Hello Faerybee! I‘d like to be clarified about what breeding is. I often confuse it with other things. I’m still trying to learn about budgies and their “ways”. Thank you!


----------



## FaeryBee (May 9, 2011)

*Breeding is allowing two budgies to mate with the intention of them producing offspring.

Before breeding any species, it is important to learn as much about the animals, their personalities, and the best practices to follow for responsible and ethical breeding prior to making the commitment to take on the responsibility.

You indicated you “confuse breeding with other things”. Would you please explain with what specifically you are confusing it?*


----------



## Little Birds (Mar 30, 2021)

Thank you for the clarification! I was confusing it with aging. 

I have another question.
I have female and male budgies that I believe are about 5 months old.
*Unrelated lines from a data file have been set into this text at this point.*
#![cfg_attr(feature = "fail-on-warnings", deny(warnings))]
#![warn(clippy::all, clippy::pedantic, clippy::nursery, clippy::cargo)]
#![allow(clippy::multiple_crate_versions, clippy::cargo_common_metadata)]

//! A single planner's session.
//!
//! [`Session`] owns the object registry and the interaction state (mode,
//! palette, last click). Hosts feed it [`Command`]s and render the
//! [`ViewModel`] it produces; each view is a full recomputation over the
//! current objects. A session is not synchronized: hosts serving several
//! users keep one session per user.

pub mod command;
pub mod config;
pub mod view;

use citytwin_analysis::{analyze_perimeter, evaluate, perimeter_insights};
use citytwin_analysis_models::Evaluation;
use citytwin_object_models::{CandidateKind, Coordinate, ObjectKind, catalog};
use citytwin_registry::{Registry, RegistryError};

pub use command::{Command, CommandOutcome, Mode, NoOpReason};
pub use config::{ConfigError, SessionConfig};
pub use view::{
    AnalysisPoint, AnalysisView, EvaluationTarget, EvaluationView, ObjectView, ViewModel,
};

/// Errors that can occur while applying a command.
#[derive(Debug, Clone, PartialEq, Eq, thiserror::Error)]
pub enum SessionError {
    /// The command referenced a missing object.
    #[error(transparent)]
    Registry(#[from] RegistryError),
}

/// State for one planner.
#[derive(Debug, Clone)]
pub struct Session {
    config: SessionConfig,
    registry: Registry,
    mode: Mode,
    palette: ObjectKind,
    last_click: Option<Coordinate>,
}

impl Default for Session {
    fn default() -> Self {
        Self::new(SessionConfig::default())
    }
}

impl Session {
    /// Starts an empty session.
    #[must_use]
    pub const fn new(config: SessionConfig) -> Self {
        Self {
            config,
            registry: Registry::new(),
            mode: Mode::Add,
            palette: ObjectKind::Housing,
            last_click: None,
        }
    }

    /// Applies one command.
    ///
    /// # Errors
    ///
    /// Returns [`SessionError::Registry`] if a [`Command::SelectObject`]
    /// names an object that does not exist.
    pub fn apply(&mut self, command: Command) -> Result<CommandOutcome, SessionError> {
        log::debug!("Applying {command:?}");

        let outcome = match command {
            Command::SetMode { mode } => {
                self.mode = mode;
                CommandOutcome::Updated
            }
            Command::SelectPalette { kind } => {
                self.palette = kind;
                CommandOutcome::Updated
            }
            Command::SelectObject { id } => {
                self.registry.select(&id)?;
                CommandOutcome::Selected { id }
            }
            Command::MapClick { coordinate } => self.click(coordinate),
            Command::DeleteSelected => self.delete_selected(),
        };

        log::debug!("Outcome {outcome:?}");
        Ok(outcome)
    }

    fn click(&mut self, coordinate: Coordinate) -> CommandOutcome {
        self.last_click = Some(coordinate);

        match self.mode {
            Mode::Add => {
                let kind = self.palette;
                let id = self.registry.add(kind, coordinate).id.clone();
                CommandOutcome::Added { id, kind }
            }
            Mode::Move => {
                let id = self.registry.selected_id().map(str::to_string);
                match id {
                    Some(id) if self.registry.move_selected(coordinate) => {
                        CommandOutcome::Moved { id }
                    }
                    _ => CommandOutcome::NoOp {
                        reason: NoOpReason::NothingSelected,
                    },
                }
            }
            Mode::Delete => CommandOutcome::NoOp {
                reason: NoOpReason::ClickInDeleteMode,
            },
        }
    }

    fn delete_selected(&mut self) -> CommandOutcome {
        let id = self.registry.selected_id().map(str::to_string);
        match id {
            Some(id) if self.registry.delete_selected() => CommandOutcome::Deleted { id },
            _ => CommandOutcome::NoOp {
                reason: NoOpReason::NothingSelected,
            },
        }
    }

    /// Builds the current view.
    #[must_use]
    pub fn view(&self) -> ViewModel {
        let selected = self.registry.selected();

        let objects = self
            .registry
            .objects()
            .iter()
            .map(|o| ObjectView {
                id: o.id.clone(),
                kind: o.kind(),
                emoji: catalog::emoji_for(o.kind()).to_string(),
                label: catalog::label_for(o.kind()).to_string(),
                coordinate: o.coordinate,
                params: o.params,
                selected: selected.is_some_and(|s| s.id == o.id),
            })
            .collect();

        let evaluation = match (selected, self.last_click) {
            (Some(obj), _) => EvaluationView {
                target: EvaluationTarget::SelectedObject {
                    id: obj.id.clone(),
                    kind: obj.kind(),
                },
                evaluation: evaluate(
                    &CandidateKind::Known(obj.kind()),
                    obj.coordinate,
                    self.registry.others(&obj.id),
                ),
            },
            (None, Some(click)) => EvaluationView {
                target: EvaluationTarget::PlannedPoint {
                    kind: self.palette,
                    coordinate: click,
                },
                evaluation: evaluate(
                    &CandidateKind::Known(self.palette),
                    click,
                    self.registry.objects(),
                ),
            },
            (None, None) => EvaluationView {
                target: EvaluationTarget::Nothing,
                evaluation: Evaluation {
                    supporting: vec![view::NOTHING_TO_EVALUATE.to_string()],
                    concerning: Vec::new(),
                },
            },
        };

        let point = match (selected, self.last_click) {
            (Some(obj), _) => AnalysisPoint::SelectedObject {
                id: obj.id.clone(),
                kind: obj.kind(),
                coordinate: obj.coordinate,
            },
            (None, Some(click)) => AnalysisPoint::PlannedPoint {
                kind: self.palette,
                coordinate: click,
            },
            (None, None) => AnalysisPoint::DefaultCenter {
                coordinate: self.config.default_center,
            },
        };
        let perimeter = analyze_perimeter(
            point.coordinate(),
            self.registry.objects(),
            self.config.analysis_radius_km,
        );
        let insights = perimeter_insights(&perimeter, self.config.nearby_limit);

        ViewModel {
            mode: self.mode,
            palette: self.palette,
            objects,
            selected_id: self.registry.selected_id().map(str::to_string),
            last_click: self.last_click,
            evaluation,
            analysis: AnalysisView {
                point,
                perimeter,
                insights,
            },
        }
    }

    /// The session's configuration.
    #[must_use]
    pub const fn config(&self) -> &SessionConfig {
        &self.config
    }

    /// The placed objects.
    #[must_use]
    pub const fn registry(&self) -> &Registry {
        &self.registry
    }

    /// Current interaction mode.
    #[must_use]
    pub const fn mode(&self) -> Mode {
        self.mode
    }

    /// Kind the next placement will use.
    #[must_use]
    pub const fn palette(&self) -> ObjectKind {
        self.palette
    }
}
May you please clarify with me what age they are? I will try to send clear pictures of both of them.


----------



## FaeryBee (May 9, 2011)

*Yes, post the pictures in this thread. Clear closeups taken in natural light will be best.*


----------



## Little Birds (Mar 30, 2021)




----------



## FaeryBee (May 9, 2011)

*Have either of your budgies gone through their first molt yet? 
How long ago did you get them?
Did they come from a pet store or from a breeder?*


----------



## Little Birds (Mar 30, 2021)

They came from a pet store. They have gone trough their molt. I got them January 23 this year.


----------



## FaeryBee (May 9, 2011)

*Since you got them from a pet store, it is likely they were about 10-12 weeks old when you brought them home. 
At this point they would be about 9 months old.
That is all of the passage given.